As a follow up to the smbclient quick and dirty post... Here's smb server "quick and dirty". Sometimes I have some files I download on my Windows laptop, maybe a tarball or rpm or something like that. Instead of going through the hassle of rsync over cygwin or some other convoluted way to get files from Windows to Linux, the easy way is to turn on samba on the Linux box.
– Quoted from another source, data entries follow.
//! Union-Find with path halving and union by rank

use crate::trace::{fmt_indices, Field, Recorder, Simulation, StateFields};

/// Event tag for union-find.
#[derive(Debug, Clone, Copy, PartialEq, Eq)]
pub enum UnionEvent {
    /// A find walked (and halved) the path to a root.
    Find,
    /// Two distinct roots were linked; component count dropped.
    Union,
    /// Both nodes already shared a root: recorded no-op.
    AlreadyConnected,
    /// All unions processed.
    Done,
    /// Zero nodes.
    Degenerate,
}

/// Snapshot for one union-find step.
#[derive(Debug, Clone, PartialEq)]
pub struct UnionState {
    pub event: UnionEvent,
    pub a: usize,
    pub b: usize,
    pub parent: Vec<usize>,
    pub rank: Vec<usize>,
    pub components: usize,
}

impl StateFields for UnionState {
    fn fields(&self) -> Vec<Field> {
        vec![
            Field::new("a", self.a.to_string()),
            Field::new("b", self.b.to_string()),
            Field::new("parent", fmt_indices(&self.parent)),
            Field::new("rank", fmt_indices(&self.rank)),
            Field::new("components", self.components.to_string()),
        ]
    }
}

/// Find with path halving: every node on the walk is re-pointed at its
/// grandparent, flattening the tree for later finds.
fn find(parent: &mut [usize], mut x: usize) -> usize {
    while parent[x] != x {
        parent[x] = parent[parent[x]];
        x = parent[x];
    }
    x
}

/// Process a sequence of union operations over `node_count` singletons.
///
/// Redundant unions (same root) are recorded as no-ops, never errors. Unions
/// naming out-of-range nodes are skipped. The result is the final number of
/// connected components.
pub fn simulate_union_find(
    node_count: usize,
    unions: &[(usize, usize)],
) -> Simulation<UnionState, usize> {
    let mut rec = Recorder::new();

    if node_count == 0 {
        rec.push(
            "no nodes: nothing to union",
            UnionState {
                event: UnionEvent::Degenerate,
                a: 0,
                b: 0,
                parent: Vec::new(),
                rank: Vec::new(),
                components: 0,
            },
        );
        return rec.finish(0);
    }

    let mut parent: Vec<usize> = (0..node_count).collect();
    let mut rank = vec![0usize; node_count];
    let mut components = node_count;

    for &(a, b) in unions {
        if a >= node_count || b >= node_count {
            continue;
        }

        let root_a = find(&mut parent, a);
        let root_b = find(&mut parent, b);
        rec.push(
            format!("find({}) = {}, find({}) = {}", a, root_a, b, root_b),
            UnionState {
                event: UnionEvent::Find,
                a,
                b,
                parent: parent.clone(),
                rank: rank.clone(),
                components,
            },
        );

        if root_a == root_b {
            rec.push(
                format!("{} and {} already connected: no-op", a, b),
                UnionState {
                    event: UnionEvent::AlreadyConnected,
                    a,
                    b,
                    parent: parent.clone(),
                    rank: rank.clone(),
                    components,
                },
            );
            continue;
        }

        // Union by rank: the shallower root hangs under the deeper one.
        let (child, root) = if rank[root_a] < rank[root_b] {
            (root_a, root_b)
        } else {
            (root_b, root_a)
        };
        parent[child] = root;
        if rank[root_a] == rank[root_b] {
            rank[root] += 1;
        }
        components -= 1;
        rec.push(
            format!("link root {} under root {}", child, root),
            UnionState {
                event: UnionEvent::Union,
                a,
                b,
                parent: parent.clone(),
                rank: rank.clone(),
                components,
            },
        );
    }

    rec.push(
        format!("{} component(s) remain", components),
        UnionState {
            event: UnionEvent::Done,
            a: 0,
            b: 0,
            parent,
            rank,
            components,
        },
    );
    rec.finish(components)
}

#[cfg(test)]
mod tests {
    use super::*;

    #[test]
    fn unions_reduce_component_count() {
        let sim = simulate_union_find(5, &[(0, 1), (2, 3)]);
        assert_eq!(sim.result, 3);
    }

    #[test]
    fn union_makes_roots_agree() {
        let sim = simulate_union_find(4, &[(0, 1), (1, 2)]);
        let last = sim.steps.last().unwrap();
        let mut parent = last.state.parent.clone();
        assert_eq!(find(&mut parent, 0), find(&mut parent, 2));
    }

    #[test]
    fn redundant_union_is_a_recorded_noop() {
        let sim = simulate_union_find(3, &[(0, 1), (1, 0)]);
        assert_eq!(sim.result, 2);
        let noop = sim
            .steps
            .iter()
            .find(|s| s.state.event == UnionEvent::AlreadyConnected)
            .expect("no-op step recorded");
        // Parent and rank unchanged from the preceding find step.
        let prev = &sim.steps[noop.seq - 1];
        assert_eq!(noop.state.parent, prev.state.parent);
        assert_eq!(noop.state.rank, prev.state.rank);
    }

    #[test]
    fn self_union_is_already_connected() {
        let sim = simulate_union_find(2, &[(1, 1)]);
        assert_eq!(sim.result, 2);
    }

    #[test]
    fn zero_nodes_short_circuits() {
        let sim = simulate_union_find(0, &[(0, 1)]);
        assert_eq!(sim.result, 0);
        assert_eq!(sim.steps.len(), 1);
    }

    #[test]
    fn path_halving_flattens_chains() {
        // Build a chain then find the deep end: its parent should shortcut.
        let sim = simulate_union_find(4, &[(0, 1), (1, 2), (2, 3), (0, 3)]);
        assert_eq!(sim.result, 1);
        let parent = &sim.steps.last().unwrap().state.parent;
        let mut p = parent.clone();
        let root = find(&mut p, 0);
        assert!(parent.iter().all(|&x| {
            let mut q = parent.clone();
            find(&mut q, x) == root
        }));
    }
}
First make a directory to hold the files:
mkdir /usr/src/files
Then open up the permissions so a windows "guest" can write to this directory through samba:
chown nobody /usr/src/files
chmod 777 /usr/src/files
Usually samba is installed by default, but if not, use your package manager like so (on RH / Centos):
yum install samba
All that's left now is the configuration file, found at /etc/samba/smb.conf. Of the many, many possible options, very few are required to get a simple file share. Following is a minimal smb.conf that will share the directory we created earlier:
#======================= Global Settings =====================================
[global]
security = share
#============================ Share Definitions ==============================
[fileshare]
comment = simple network file share
path = /usr/src/files
public = yes
read only = no
Et voila (or "viola" as so many bloggers seem fond of... ;-) 'service smb restart' and you can now access the share from your windows machine by clicking Start, Run, \\server-ip\fileshare.